Russia entered World War I in July 1914. Germany, France, Great Britain and Tsarist Russia had been preparing for war for a long time. Military spending was enormous and financially catastrophic for the Russian government.

Between the beginning of the war and Bolsheviks’ accession to power, the debt soared to £3,385 million, about 3.5 times what it had been. Furthermore, the First World War caused 3,300,000 deaths in Russia between 1914 and February 1917: 1,800,000 soldiers and 1,500,000 civilians. Thus, the burden of the war finally caused a complete collapse of the economy and a change in the political system.

=== The Russian revolutions ===
On February 17, 1917, the Tsar Nicholas II, the last Emperor of Russia, was forced to sign his abdication and the end of the Russian Imperial Government and of the Romanov dynasty. The new provisional government decided to continue the war, which meant more military spending. To increase budget revenues, a state monopoly was introduced on the sales of sugar, tea, matches, tobacco, and other consumer products. However debasing the currency by printing new money remained the main source of funds to cover the budget deficit. This was a period of hyperinflation.

Bolshevik revolutionaries overthrew the government on October 24, 1917, subsequently creating the Soviet government. The amounts of payments in default were enormous. Russian debt to Great Britain alone at the end of World War I was estimated at between 538 and 568 million pounds. The amount of debt to France was estimated at 3,573 million francs and Russian foreign debt to Japan equaled 147 million dollars.

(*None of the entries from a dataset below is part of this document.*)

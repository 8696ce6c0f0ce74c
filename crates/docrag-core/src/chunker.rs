//! Overlapping, boundary-aware text splitting.
//!
//! Every chunk is a contiguous character range of its document, at most
//! `chunk_size` characters long. Each cut starts the next piece exactly
//! `chunk_overlap` characters before the previous one ends, so dropping the
//! leading overlap of every piece after the first and concatenating
//! reconstructs the document. Pieces that are pure whitespace (a blank run
//! longer than the cut window) are dropped and never become chunks.
//! Cut points prefer, in order: paragraph breaks, line breaks, sentence
//! ends, whitespace; a hard cut at `chunk_size` is the last resort.

use serde::{Deserialize, Serialize};

use crate::error::{Error, Result};
use crate::types::{Chunk, Document};

/// Boundary groups tried from coarsest to finest. Within a group the cut
/// closest to the size limit wins.
const SEPARATORS: &[&[&str]] = &[
    &["\n\n"],
    &["\n"],
    &[". ", "! ", "? ", "; ", "。", "！", "？", "；"],
];

#[derive(Debug, Clone, Copy, PartialEq, Eq, Serialize, Deserialize)]
#[serde(default)]
pub struct ChunkingConfig {
    /// Maximum chunk length in characters.
    pub chunk_size: usize,
    /// Characters shared by consecutive chunks of one document.
    pub chunk_overlap: usize,
}

impl Default for ChunkingConfig {
    fn default() -> Self {
        Self { chunk_size: 800, chunk_overlap: 120 }
    }
}

impl ChunkingConfig {
    pub fn new(chunk_size: usize, chunk_overlap: usize) -> Self {
        Self { chunk_size, chunk_overlap }
    }

    pub fn validate(&self) -> Result<()> {
        if self.chunk_size == 0 {
            return Err(Error::InvalidConfig("chunk_size must be greater than 0".into()));
        }
        if self.chunk_overlap >= self.chunk_size {
            return Err(Error::InvalidConfig(format!(
                "chunk_overlap ({}) must be smaller than chunk_size ({})",
                self.chunk_overlap, self.chunk_size
            )));
        }
        Ok(())
    }
}

#[derive(Debug, Clone)]
pub struct Chunker {
    config: ChunkingConfig,
}

impl Chunker {
    pub fn new(config: ChunkingConfig) -> Result<Self> {
        config.validate()?;
        Ok(Self { config })
    }

    pub fn config(&self) -> ChunkingConfig {
        self.config
    }

    /// Split one document. Blank documents yield no chunks, and
    /// `sequence_index` stays dense when blank pieces are skipped.
    pub fn split(&self, document: &Document) -> Vec<Chunk> {
        let text = document.text.as_str();
        if text.trim().is_empty() {
            return Vec::new();
        }
        let offsets: Vec<usize> = text
            .char_indices()
            .map(|(byte, _)| byte)
            .chain(std::iter::once(text.len()))
            .collect();
        let total = offsets.len() - 1;
        let ChunkingConfig { chunk_size, chunk_overlap } = self.config;

        let mut chunks = Vec::new();
        let mut start = 0usize;
        loop {
            let end = if total - start <= chunk_size {
                total
            } else {
                let window = Window {
                    text,
                    offsets: &offsets,
                    start,
                    min_end: start + (chunk_overlap + 1).max(chunk_size / 2),
                    max_end: start + chunk_size,
                };
                window.cut(0)
            };
            let piece = &text[offsets[start]..offsets[end]];
            if !piece.trim().is_empty() {
                chunks.push(Chunk {
                    text: piece.to_string(),
                    source: document.source.clone(),
                    sequence_index: chunks.len(),
                    start,
                });
            }
            if end == total {
                break;
            }
            start = end - chunk_overlap;
        }
        chunks
    }

    /// Split every document in order; chunks never cross document boundaries.
    pub fn split_all(&self, documents: &[Document]) -> Vec<Chunk> {
        documents.iter().flat_map(|doc| self.split(doc)).collect()
    }
}

/// Split `document` with the given limits.
pub fn split(document: &Document, chunk_size: usize, chunk_overlap: usize) -> Result<Vec<Chunk>> {
    Ok(Chunker::new(ChunkingConfig::new(chunk_size, chunk_overlap))?.split(document))
}

/// Candidate cut range in character positions: any end in
/// `min_end..=max_end` keeps the chunk within size and moves past the overlap.
struct Window<'a> {
    text: &'a str,
    offsets: &'a [usize],
    start: usize,
    min_end: usize,
    max_end: usize,
}

impl Window<'_> {
    fn cut(&self, level: usize) -> usize {
        match SEPARATORS.get(level) {
            Some(group) => self.after_separator(group).unwrap_or_else(|| self.cut(level + 1)),
            None => self.after_whitespace().unwrap_or(self.max_end),
        }
    }

    fn slice(&self) -> &str {
        &self.text[self.offsets[self.start]..self.offsets[self.max_end]]
    }

    fn after_separator(&self, group: &[&str]) -> Option<usize> {
        let base = self.offsets[self.start];
        group
            .iter()
            .filter_map(|sep| {
                let pos = self.slice().rfind(sep)?;
                self.offsets.binary_search(&(base + pos + sep.len())).ok()
            })
            .filter(|&end| end >= self.min_end)
            .max()
    }

    fn after_whitespace(&self) -> Option<usize> {
        (self.min_end - 1..self.max_end)
            .rev()
            .find(|&i| {
                self.text[self.offsets[i]..]
                    .chars()
                    .next()
                    .is_some_and(char::is_whitespace)
            })
            .map(|i| i + 1)
    }
}
//! Transparent in-memory embedding cache keyed by `blake3(model, text)`.
//!
//! The cache holds at most `capacity` vectors. Once full, new results are
//! returned but not stored; nothing is evicted.

use std::collections::HashMap;

use async_trait::async_trait;
use parking_lot::Mutex;

use docrag_core::traits::{AsyncEmbedder, Embedder, EmbeddingModel};
use docrag_core::{EmbeddingVector, Result};

pub const DEFAULT_CAPACITY: usize = 100_000;

#[derive(Debug)]
pub struct CachingEmbedder<E> {
    inner: E,
    entries: Mutex<HashMap<[u8; 32], EmbeddingVector>>,
    capacity: usize,
    concurrency: usize,
}

impl<E: EmbeddingModel> CachingEmbedder<E> {
    pub fn new(inner: E) -> Self {
        Self { inner, entries: Mutex::new(HashMap::new()), capacity: DEFAULT_CAPACITY, concurrency: 1 }
    }

    #[must_use]
    pub fn with_capacity(mut self, capacity: usize) -> Self {
        self.capacity = capacity;
        self
    }

    /// Calls in flight for async batches.
    #[must_use]
    pub fn with_concurrency(mut self, concurrency: usize) -> Self {
        self.concurrency = concurrency.max(1);
        self
    }

    pub fn inner(&self) -> &E {
        &self.inner
    }

    pub fn len(&self) -> usize {
        self.entries.lock().len()
    }

    pub fn is_empty(&self) -> bool {
        self.entries.lock().is_empty()
    }

    fn key(&self, text: &str) -> [u8; 32] {
        let mut hasher = blake3::Hasher::new();
        hasher.update(self.inner.model_id().as_bytes());
        hasher.update(&[0]);
        hasher.update(text.as_bytes());
        *hasher.finalize().as_bytes()
    }

    fn lookup(&self, key: &[u8; 32]) -> Option<EmbeddingVector> {
        self.entries.lock().get(key).cloned()
    }

    fn store(&self, key: [u8; 32], vector: &EmbeddingVector) {
        let mut entries = self.entries.lock();
        if entries.len() < self.capacity {
            entries.insert(key, vector.clone());
        }
    }
}

impl<E: EmbeddingModel> EmbeddingModel for CachingEmbedder<E> {
    fn model_id(&self) -> &str {
        self.inner.model_id()
    }

    fn dimension(&self) -> usize {
        self.inner.dimension()
    }
}

impl<E: Embedder> Embedder for CachingEmbedder<E> {
    fn embed_one(&self, text: &str) -> Result<EmbeddingVector> {
        let key = self.key(text);
        if let Some(hit) = self.lookup(&key) {
            return Ok(hit);
        }
        let vector = self.inner.embed_one(text)?;
        self.store(key, &vector);
        Ok(vector)
    }
}

#[async_trait]
impl<E: AsyncEmbedder> AsyncEmbedder for CachingEmbedder<E> {
    async fn embed_one_async(&self, text: &str) -> Result<EmbeddingVector> {
        let key = self.key(text);
        if let Some(hit) = self.lookup(&key) {
            return Ok(hit);
        }
        let vector = self.inner.embed_one_async(text).await?;
        self.store(key, &vector);
        Ok(vector)
    }

    async fn embed_many_async(&self, texts: &[String]) -> Result<Vec<EmbeddingVector>> {
        crate::embed_in_order(self, texts, self.concurrency).await
    }
}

== The debt repudiation ==

On February 8, 1918, the Soviet government repudiated all bonds issued by the Tsarist government when the Soviet of People's Commissars of the Russian Soviet Federative Socialist Republic (RSFSR) cancelled all previously issued Russian government debt. It stopped payment on foreign debt at the beginning of 1918 and declared that all debts contracted by the Russian Empire were cancelled, as well as the debts contracted by the Russian Provisional Government, so that the war could be continued from February to November 1917.

At the same time, the Soviets decided to expropriate all assets of foreign nations in Russia. The Soviets also nationalized banks, lands, and industries. By repudiating the external debt, the Soviet government implemented the Petrograd Soviet’s decision of 1905.

=== Reaction of creditors ===

The cancellation of the foreign debt by Soviet Russia stunned international finance and triggered universal denunciation by the allied powers. Western governments were convinced that they should openly support the anti-Bolshevik forces to restore a capitalist order.

Some debtors called for an intensification of the Allied intervention in the Russian Civil War.

== Modern day ==
In 1986, the Soviet government settled a foreign compensation debt with the United Kingdom from the slavic sovereign default looming in 1917.

After the dissolution of the Soviet Union in 1991, the newly formed Russian Federation had to not only come up with a new financial strategy for its future, but also had to consider repaying the billions of dollars the Soviet Union borrowed from abroad. In 1996, Paris and Moscow signed an accord for Russia to repay a nominal value of between $80 and $100 for each of the 4 million czarist bonds believed to remain in circulation in France, for a total payout of around $400 million. Russia paid but not nearly as generously as the descendants of French bond buyers hoped.

By August 21, 2006, all the Soviet era debts to the west are considered to have been paid off by Russian Federation. Following August 21, 2017, the last remaining Soviet Union foreign debt has been repaid, concluding all the Soviet Union legacy debts being repaid in full by Russian Federation.

==See also==
- Treaty of Brest-Litovsk
- Treaty of Rapallo (1922)

==Bibliography==
- "War-Debts of Europe" (1848)
- Raffalovich, Arthur (1902). "The Public Debt of Russia"
- Ford, Worthington Chauncey (1902). "The Economy of Russia"
- McRoberts, Samuel (1916). "Russia's Future Needs for Capital"
- Bakhmeteff, Boris (1918). "War and Finance in Russia"
- Thacher, Thomas D. (1919). "Economic Force and the Russian Problem"
- Bullard, Arthur (1922). "Russia in the Fabric of International Finance"
- Paish, George (1925). "Debt Cancellations from an English Viewpoint"
- Institute of Economics (1926). "The Problem of International Debts"
- Taylor, Alonzo Englebert (1926). "Wheat and Wheat Flour"
- Taylor, Alonzo Englebert (1926). "World Food Resources"
- Davis, Jerome (1927). "One Hundred and Fifty Years of American-Russian Relations, 1777-1927"
- "France and the Soviets" (1927)
- Denza, Eileen (2023). "Settling Russia's Imperial and Baltic Debts"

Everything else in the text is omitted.